Peptide Scaffold-Based Discovery of Nonpeptide Natural Medicines to Target PI3K p85 SH2 Domain

Abstract

Targeting phosphoinositide 3-kinase (PI3K) has been recognized as an attractive strategy for anticancer therapy. The PI3K is a heterodimer composed of a catalytic subunit p110 and a regulatory subunit p85. Here, instead of targeting the catalytic p110 that has been considered previously, we purposed targeting the peptide-recognition domain SH2 of regulatory p85 with natural medicines obtained by using a peptide scaffold-based screening scheme. In the procedure, a core binding motif was extracted from the cocrystallized complex of a cognate phosphopeptide with the domain, which was considered as basic scaffold to perform high-through virtual screening against a structurally diverse, nonredundant library of natural products.

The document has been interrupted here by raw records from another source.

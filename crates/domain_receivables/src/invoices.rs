//! Open invoices
//!
//! Approved sales the customer has not fully paid, used by the payment
//! screen to pick what a payment settles.

use chrono::{DateTime, Utc};
use rust_decimal::Decimal;
use serde::Serialize;

use core_kernel::SaleId;

use crate::ports::{SaleRecord, SaleStatus};

/// An approved sale with money still owed
#[derive(Debug, Clone, PartialEq, Eq, Serialize)]
pub struct OpenInvoice {
    pub sale_id: SaleId,
    pub invoice_number: String,
    pub sale_date: DateTime<Utc>,
    pub total: Decimal,
    pub paid: Decimal,
    pub outstanding: Decimal,
}

impl OpenInvoice {
    /// `None` unless the sale is approved and not fully paid
    pub fn from_sale(sale: SaleRecord) -> Option<Self> {
        let outstanding = sale.outstanding();
        if sale.status != SaleStatus::Approved || outstanding <= Decimal::ZERO {
            return None;
        }
        Some(Self {
            sale_id: sale.id,
            invoice_number: sale.invoice_number,
            sale_date: sale.sale_date,
            total: sale.total,
            paid: sale.paid,
            outstanding,
        })
    }
}

/// Open invoices among `sales`, oldest first
pub fn open_invoices(sales: Vec<SaleRecord>) -> Vec<OpenInvoice> {
    let mut open: Vec<OpenInvoice> = sales.into_iter().filter_map(OpenInvoice::from_sale).collect();
    open.sort_by(|a, b| {
        a.sale_date
            .cmp(&b.sale_date)
            .then_with(|| a.invoice_number.cmp(&b.invoice_number))
    });
    open
}
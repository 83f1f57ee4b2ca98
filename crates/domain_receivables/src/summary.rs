//! Fleet-wide receivables summaries
//!
//! One row per customer, derived from a single grouped read over the whole
//! ledger rather than one read per customer.

use std::collections::HashMap;
use std::sync::Arc;

use rust_decimal::Decimal;
use serde::Serialize;
use tracing::{instrument, warn};

use core_kernel::CustomerId;

use crate::entry::EntryDirection;
use crate::error::LedgerError;
use crate::ports::{CustomerDirectory, EntryTotal, LedgerStore};

/// A customer's receivables position
#[derive(Debug, Clone, PartialEq, Eq, Serialize)]
pub struct CustomerSummary {
    pub customer_id: CustomerId,
    /// `None` when the ledger holds entries for a customer the directory
    /// no longer lists
    pub customer_name: Option<String>,
    pub total_debit: Decimal,
    /// Payments and general receipts
    pub total_payments: Decimal,
    /// Returns and credit adjustments
    pub total_returns: Decimal,
    pub total_credit: Decimal,
    pub current_balance: Decimal,
    /// Current balance floored at zero
    pub remaining_debt: Decimal,
}

impl CustomerSummary {
    fn empty(customer_id: CustomerId, customer_name: Option<String>) -> Self {
        Self {
            customer_id,
            customer_name,
            total_debit: Decimal::ZERO,
            total_payments: Decimal::ZERO,
            total_returns: Decimal::ZERO,
            total_credit: Decimal::ZERO,
            current_balance: Decimal::ZERO,
            remaining_debt: Decimal::ZERO,
        }
    }

    /// Adds one grouped sum; `None` if a total overflows
    fn add(&mut self, group: &EntryTotal) -> Option<()> {
        match group.direction {
            EntryDirection::Debit => self.total_debit = self.total_debit.checked_add(group.total)?,
            EntryDirection::Credit if group.reference_type.is_collection() => {
                self.total_payments = self.total_payments.checked_add(group.total)?
            }
            EntryDirection::Credit => {
                self.total_returns = self.total_returns.checked_add(group.total)?
            }
        }
        self.total_credit = self.total_payments.checked_add(self.total_returns)?;
        self.current_balance = self.total_debit - self.total_credit;
        self.remaining_debt = self.current_balance.max(Decimal::ZERO);
        Some(())
    }

    /// Customer holds a credit balance
    pub fn is_in_credit(&self) -> bool {
        self.current_balance < Decimal::ZERO
    }
}

/// Sums over a set of customer summaries
#[derive(Debug, Clone, Default, PartialEq, Eq, Serialize)]
pub struct FleetTotals {
    pub customer_count: usize,
    pub total_debit: Decimal,
    pub total_payments: Decimal,
    pub total_returns: Decimal,
    pub total_credit: Decimal,
    pub total_balance: Decimal,
    pub total_remaining_debt: Decimal,
}

impl FleetTotals {
    /// `None` if any sum overflows
    pub fn from_summaries(summaries: &[CustomerSummary]) -> Option<Self> {
        summaries.iter().try_fold(
            Self {
                customer_count: summaries.len(),
                ..Self::default()
            },
            |mut totals, summary| {
                totals.total_debit = totals.total_debit.checked_add(summary.total_debit)?;
                totals.total_payments = totals.total_payments.checked_add(summary.total_payments)?;
                totals.total_returns = totals.total_returns.checked_add(summary.total_returns)?;
                totals.total_credit = totals.total_credit.checked_add(summary.total_credit)?;
                totals.total_balance = totals.total_balance.checked_add(summary.current_balance)?;
                totals.total_remaining_debt = totals
                    .total_remaining_debt
                    .checked_add(summary.remaining_debt)?;
                Some(totals)
            },
        )
    }
}

/// Builds per-customer summaries
#[derive(Clone)]
pub struct SummaryAggregator {
    store: Arc<dyn LedgerStore>,
    customers: Arc<dyn CustomerDirectory>,
}

impl SummaryAggregator {
    pub fn new(store: Arc<dyn LedgerStore>, customers: Arc<dyn CustomerDirectory>) -> Self {
        Self { store, customers }
    }

    /// One summary per directory customer, in directory order, including
    /// customers with no entries
    ///
    /// Customers with entries but missing from the directory are appended,
    /// ordered by id, so the fleet totals still match the ledger.
    #[instrument(skip(self))]
    pub async fn get_all_summaries(&self) -> Result<Vec<CustomerSummary>, LedgerError> {
        let customers = self.customers.list_customers().await?;
        let groups = self.store.totals().await?;

        let mut by_customer: HashMap<CustomerId, CustomerSummary> = customers
            .iter()
            .map(|c| (c.id, CustomerSummary::empty(c.id, Some(c.name.clone()))))
            .collect();

        for group in &groups {
            by_customer
                .entry(group.customer_id)
                .or_insert_with(|| CustomerSummary::empty(group.customer_id, None))
                .add(group)
                .ok_or(LedgerError::BalanceOverflow(group.customer_id))?;
        }

        let mut summaries: Vec<CustomerSummary> = customers
            .iter()
            .filter_map(|c| by_customer.remove(&c.id))
            .collect();

        if !by_customer.is_empty() {
            warn!(
                orphans = by_customer.len(),
                "Ledger holds entries for customers missing from the directory"
            );
            let mut orphans: Vec<CustomerSummary> = by_customer.into_values().collect();
            orphans.sort_by_key(|s| s.customer_id);
            summaries.extend(orphans);
        }

        Ok(summaries)
    }

    pub async fn get_fleet_totals(&self) -> Result<FleetTotals, LedgerError> {
        let summaries = self.get_all_summaries().await?;
        FleetTotals::from_summaries(&summaries).ok_or(LedgerError::FleetTotalsOverflow)
    }
}
mod verification {
    use super::*;

    #[tokio::test]
    async fn test_intact_chain_verifies() {
        let ledger = TestLedger::new();
        let customer = ledger.customer().await;
        ledger.sale(customer, dec!(100), DateFixtures::january(2)).await;
        ledger.payment(customer, dec!(30), DateFixtures::january(3)).await;

        let verification = ledger.service.verify_ledger(customer).await.unwrap();

        assert!(verification.is_valid());
        assert_eq!(verification.entry_count, 2);
        assert_eq!(verification.current_balance, dec!(70));
    }

    #[tokio::test]
    async fn test_tampered_balance_is_detected() {
        let ledger = TestLedger::new();
        let customer = ledger.customer().await;
        ledger.sale(customer, dec!(100), DateFixtures::january(2)).await;
        ledger
            .memory
            .insert_unchecked(LedgerEntry {
                id: LedgerEntryId::new(),
                customer_id: customer,
                sequence: 2,
                direction: EntryDirection::Credit,
                amount: dec!(30),
                balance: dec!(90),
                reference_type: ReferenceType::Payment,
                reference_id: None,
                description: "Hand-edited".to_string(),
                transaction_date: DateFixtures::january(3),
                created_at: DateFixtures::january(3),
            })
            .await;

        let verification = ledger.service.verify_ledger(customer).await.unwrap();

        assert!(!verification.is_valid());
        let violation = verification.violation.unwrap();
        assert_eq!(violation.sequence, 2);
        assert_eq!(violation.expected_balance, Some(dec!(70)));
        assert_eq!(violation.recorded_balance, dec!(90));
    }

    #[tokio::test]
    async fn test_health_reports_store_status() {
        let ledger = TestLedger::new();

        assert!(ledger.service.health().await.is_healthy());
    }
}
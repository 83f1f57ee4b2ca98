//! Ports and Adapters Infrastructure
//!
//! The ledger engine talks to its store and to the surrounding business
//! subsystems (customers, sales, returns, receipts) only through port traits.
//! This module holds what every port shares: the error type adapters return,
//! the marker trait ports extend, and adapter health reporting.
//!
//! ```text
//! ┌──────────────────────────────────────────────┐
//! │        ReceivablesService (domain)           │
//! └──────────────────────────────────────────────┘
//!                       │
//!                       ▼
//! ┌──────────────────────────────────────────────┐
//! │  Port traits (LedgerStore, CustomerDirectory, │
//! │  ReconciledEventSource, PendingCreditPort...) │
//! └──────────────────────────────────────────────┘
//!            ▲                        ▲
//!   ┌────────┴────────┐      ┌────────┴────────┐
//!   │ PostgreSQL      │      │ In-memory       │
//!   │ (infra_db)      │      │ (tests, demos)  │
//!   └─────────────────┘      └─────────────────┘
//! ```

use std::fmt;
use thiserror::Error;
use serde::{Deserialize, Serialize};

/// Error type for port operations
///
/// All adapters report failures through this type so the domain can react to
/// a conflict or a missing record the same way regardless of the backend.
#[derive(Debug, Error)]
pub enum PortError {
    /// The requested entity was not found
    #[error("Not found: {entity_type} with id {id}")]
    NotFound {
        entity_type: String,
        id: String,
    },

    /// A validation error occurred
    #[error("Validation error: {message}")]
    Validation {
        message: String,
    },

    /// The write lost a race against another writer
    #[error("Conflict: {message}")]
    Conflict {
        message: String,
    },

    /// Connection to the underlying system failed
    #[error("Connection error: {message}")]
    Connection {
        message: String,
        #[source]
        source: Option<Box<dyn std::error::Error + Send + Sync>>,
    },

    /// The operation timed out
    #[error("Timeout after {duration_ms}ms: {operation}")]
    Timeout {
        operation: String,
        duration_ms: u64,
    },

    /// An internal error occurred
    #[error("Internal error: {message}")]
    Internal {
        message: String,
        #[source]
        source: Option<Box<dyn std::error::Error + Send + Sync>>,
    },
}

impl PortError {
    /// Creates a NotFound error
    pub fn not_found(entity_type: impl Into<String>, id: impl fmt::Display) -> Self {
        PortError::NotFound {
            entity_type: entity_type.into(),
            id: id.to_string(),
        }
    }

    /// Creates a Validation error
    pub fn validation(message: impl Into<String>) -> Self {
        PortError::Validation {
            message: message.into(),
        }
    }

    /// Creates a Conflict error
    pub fn conflict(message: impl Into<String>) -> Self {
        PortError::Conflict {
            message: message.into(),
        }
    }

    /// Creates a Connection error
    pub fn connection(message: impl Into<String>) -> Self {
        PortError::Connection {
            message: message.into(),
            source: None,
        }
    }

    /// Creates an Internal error
    pub fn internal(message: impl Into<String>) -> Self {
        PortError::Internal {
            message: message.into(),
            source: None,
        }
    }

    /// Returns true if this error indicates a transient failure that may succeed on retry
    pub fn is_transient(&self) -> bool {
        matches!(
            self,
            PortError::Connection { .. } | PortError::Timeout { .. } | PortError::Conflict { .. }
        )
    }

    /// Returns true if this error indicates the entity was not found
    pub fn is_not_found(&self) -> bool {
        matches!(self, PortError::NotFound { .. })
    }

    /// Returns true if a concurrent writer got there first
    pub fn is_conflict(&self) -> bool {
        matches!(self, PortError::Conflict { .. })
    }
}

/// Marker trait for all domain ports
///
/// Ports are shared behind `Arc<dyn ...>` across tasks.
pub trait DomainPort: Send + Sync + 'static {}

/// Health status for an adapter
#[derive(Debug, Clone, Copy, PartialEq, Eq, Serialize, Deserialize)]
#[serde(rename_all = "snake_case")]
pub enum AdapterHealth {
    /// Adapter is healthy and operational
    Healthy,
    /// Adapter is degraded but operational
    Degraded,
    /// Adapter is unhealthy and not operational
    Unhealthy,
}

/// Health check result for an adapter
#[derive(Debug, Clone, Serialize, Deserialize)]
pub struct HealthCheckResult {
    /// Adapter identifier
    pub adapter_id: String,
    /// Current health status
    pub status: AdapterHealth,
    /// Latency of the health check in milliseconds
    pub latency_ms: u64,
    /// Optional message with additional details
    pub message: Option<String>,
    /// Timestamp of the health check
    pub checked_at: chrono::DateTime<chrono::Utc>,
}

impl HealthCheckResult {
    /// A healthy result with no latency, for adapters without a remote side
    pub fn healthy(adapter_id: impl Into<String>) -> Self {
        Self {
            adapter_id: adapter_id.into(),
            status: AdapterHealth::Healthy,
            latency_ms: 0,
            message: None,
            checked_at: chrono::Utc::now(),
        }
    }

    pub fn is_healthy(&self) -> bool {
        self.status == AdapterHealth::Healthy
    }
}

/// Trait for adapters that support health checks
#[async_trait::async_trait]
pub trait HealthCheckable: Send + Sync {
    /// Performs a health check on the adapter
    async fn health_check(&self) -> HealthCheckResult;
}

#[cfg(test)]
mod tests {
    use super::*;

    #[test]
    fn test_port_error_not_found() {
        let error = PortError::not_found("Customer", "123");
        assert!(error.is_not_found());
        assert!(!error.is_transient());
        assert!(error.to_string().contains("Customer"));
        assert!(error.to_string().contains("123"));
    }

    #[test]
    fn test_port_error_transient() {
        let timeout = PortError::Timeout {
            operation: "last_entry".to_string(),
            duration_ms: 5000,
        };
        assert!(timeout.is_transient());

        let conflict = PortError::conflict("sequence 4 already taken");
        assert!(conflict.is_transient());
        assert!(conflict.is_conflict());

        let validation = PortError::validation("amount must be positive");
        assert!(!validation.is_transient());
    }

    #[test]
    fn test_healthy_result() {
        let result = HealthCheckResult::healthy("in-memory-ledger");
        assert!(result.is_healthy());
        assert_eq!(result.latency_ms, 0);
    }
}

A number of hit compounds with high binding potency to the domain and significant conformational similarity with the peptide scaffold were identified; in vitro affinity assay confirmed that five hits have moderate or high affinity for the domain with measured dissociation constants Kd range between 25 and 360 μM, which are comparable to or even better than that of the cognate phosphopeptide SDpYMNMTP and its core motif peptide pYMNM (Kd = 15 and 32 μM, respectively). Structural analysis and nonbonded comparison of SH2 interactions with phosphopeptides and potent hit compounds revealed that only negatively charged phosphate and, sometime, sulfate can confer domain-binding capability to small-molecule compounds, but carboxylate cannot. A similar binding mode of compounds with phosphopeptide is important for the compounds to have high affinity and specificity.